## Exercise aim
Go through the material below, find each line with the word "Serialize", and copy those lines.

## Given records
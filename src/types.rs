use crate::error::PropertyError;
use serde::{Deserialize, Serialize};
use std::fmt;

//==============================================================================
// Facility Geometry
//==============================================================================

/// A point in facility space
#[derive(Debug, Clone, Copy, PartialEq, Default, Serialize, Deserialize)]
pub struct Location {
    pub x: f64,
    pub y: f64,
    pub z: f64,
}

impl Location {
    pub fn new(x: f64, y: f64, z: f64) -> Self {
        Self { x, y, z }
    }
}

impl fmt::Display for Location {
    fn fmt(&self, f: &mut fmt::Formatter<'_>) -> fmt::Result {
        write!(f, "({}, {}, {})", self.x, self.y, self.z)
    }
}

/// Physical extent of an object
#[derive(Debug, Clone, Copy, PartialEq, Serialize, Deserialize)]
pub struct Size {
    pub length: f64,
    pub width: f64,
    pub height: f64,
}

impl Size {
    pub fn new(length: f64, width: f64, height: f64) -> Self {
        Self {
            length,
            width,
            height,
        }
    }
}

impl Default for Size {
    fn default() -> Self {
        Self::new(1.0, 1.0, 1.0)
    }
}

impl fmt::Display for Size {
    fn fmt(&self, f: &mut fmt::Formatter<'_>) -> fmt::Result {
        write!(f, "{} x {} x {}", self.length, self.width, self.height)
    }
}

/// An intermediate waypoint staged for the link it belongs to
#[derive(Debug, Clone, PartialEq)]
pub struct Vertex {
    pub link_name: String,
    pub location: Location,
}

impl Vertex {
    pub fn new(link_name: impl Into<String>, location: Location) -> Self {
        Self {
            link_name: link_name.into(),
            location,
        }
    }
}

//==============================================================================
// Properties
//==============================================================================

/// Value type accepted by a scalar property
#[derive(Debug, Clone, Copy, PartialEq, Eq, Default, Serialize, Deserialize)]
#[serde(rename_all = "lowercase")]
pub enum PropertyType {
    /// Free text
    #[default]
    Text,
    /// Decimal number
    Number,
    /// `true` / `false`
    Boolean,
    /// Expression evaluated by the host at run time, stored verbatim
    Expression,
}

impl PropertyType {
    /// Check that `text` is acceptable for this type
    pub fn check(&self, text: &str) -> Result<(), String> {
        match self {
            PropertyType::Text | PropertyType::Expression => Ok(()),
            PropertyType::Number => text
                .trim()
                .parse::<f64>()
                .map(|_| ())
                .map_err(|_| "expected a number".to_string()),
            PropertyType::Boolean => {
                let lower = text.trim().to_lowercase();
                if lower == "true" || lower == "false" {
                    Ok(())
                } else {
                    Err("expected true or false".to_string())
                }
            }
        }
    }
}

/// Declared property of an object class.
///
/// A definition with `fields` describes a repeating (tabular) property whose
/// rows each carry one value per field.
#[derive(Debug, Clone, PartialEq, Serialize, Deserialize)]
pub struct PropertyDefinition {
    pub name: String,
    #[serde(rename = "type", default)]
    pub property_type: PropertyType,
    #[serde(default)]
    pub default: String,
    #[serde(default, skip_serializing_if = "Vec::is_empty")]
    pub fields: Vec<PropertyDefinition>,
}

impl PropertyDefinition {
    pub fn new(name: impl Into<String>, property_type: PropertyType) -> Self {
        Self {
            name: name.into(),
            property_type,
            default: String::new(),
            fields: Vec::new(),
        }
    }

    pub fn with_default(mut self, default: impl Into<String>) -> Self {
        self.default = default.into();
        self
    }

    pub fn repeating(name: impl Into<String>, fields: Vec<PropertyDefinition>) -> Self {
        Self {
            name: name.into(),
            property_type: PropertyType::Text,
            default: "0 Rows".to_string(),
            fields,
        }
    }

    pub fn is_repeating(&self) -> bool {
        !self.fields.is_empty()
    }
}

/// A property instance on an object
#[derive(Debug, Clone, PartialEq, Serialize, Deserialize)]
pub struct Property {
    pub name: String,
    #[serde(rename = "type", default)]
    pub property_type: PropertyType,
    #[serde(default)]
    pub value: String,
    #[serde(default, skip_serializing_if = "Option::is_none")]
    pub repeating: Option<RepeatingProperty>,
}

impl Property {
    /// Instantiate a property from its declaration
    pub fn from_definition(def: &PropertyDefinition) -> Self {
        let repeating = def.is_repeating().then(|| RepeatingProperty {
            fields: def.fields.clone(),
            rows: Vec::new(),
        });
        Self {
            name: def.name.clone(),
            property_type: def.property_type,
            value: def.default.clone(),
            repeating,
        }
    }

    pub fn is_repeating(&self) -> bool {
        self.repeating.is_some()
    }

    /// Assign the property's own value.
    ///
    /// The header value of a repeating property is free text; scalar values
    /// must satisfy the property type.
    pub fn set_value(&mut self, text: &str) -> Result<(), PropertyError> {
        if !self.is_repeating() {
            self.property_type
                .check(text)
                .map_err(|reason| PropertyError::new(&self.name, text, reason))?;
        }
        self.value = text.to_string();
        Ok(())
    }
}

/// Rows of a tabular property
#[derive(Debug, Clone, PartialEq, Default, Serialize, Deserialize)]
pub struct RepeatingProperty {
    pub fields: Vec<PropertyDefinition>,
    #[serde(default)]
    pub rows: Vec<PropertyRow>,
}

impl RepeatingProperty {
    pub fn row_count(&self) -> usize {
        self.rows.len()
    }

    /// Append a row with every field at its default value
    pub fn create_row(&mut self) -> &mut PropertyRow {
        let row = PropertyRow {
            properties: self.fields.iter().map(Property::from_definition).collect(),
        };
        self.rows.push(row);
        let last = self.rows.len() - 1;
        &mut self.rows[last]
    }
}

/// One row of a repeating property
#[derive(Debug, Clone, PartialEq, Default, Serialize, Deserialize)]
pub struct PropertyRow {
    pub properties: Vec<Property>,
}

impl PropertyRow {
    /// Field by exact name
    pub fn field(&self, name: &str) -> Option<&Property> {
        self.properties.iter().find(|p| p.name == name)
    }

    pub fn field_mut(&mut self, name: &str) -> Option<&mut Property> {
        self.properties.iter_mut().find(|p| p.name == name)
    }
}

## Written answer
use serde::{Deserialize, Serialize};
#[derive(Debug, Clone, Copy, PartialEq, Default, Serialize, Deserialize)]
#[derive(Debug, Clone, Copy, PartialEq, Serialize, Deserialize)]
#[derive(Debug, Clone, Copy, PartialEq, Eq, Default, Serialize, Deserialize)]
#[derive(Debug, Clone, PartialEq, Serialize, Deserialize)]
#[derive(Debug, Clone, PartialEq, Serialize, Deserialize)]
#[derive(Debug, Clone, PartialEq, Default, Serialize, Deserialize)]
#[derive(Debug, Clone, PartialEq, Default, Serialize, Deserialize)]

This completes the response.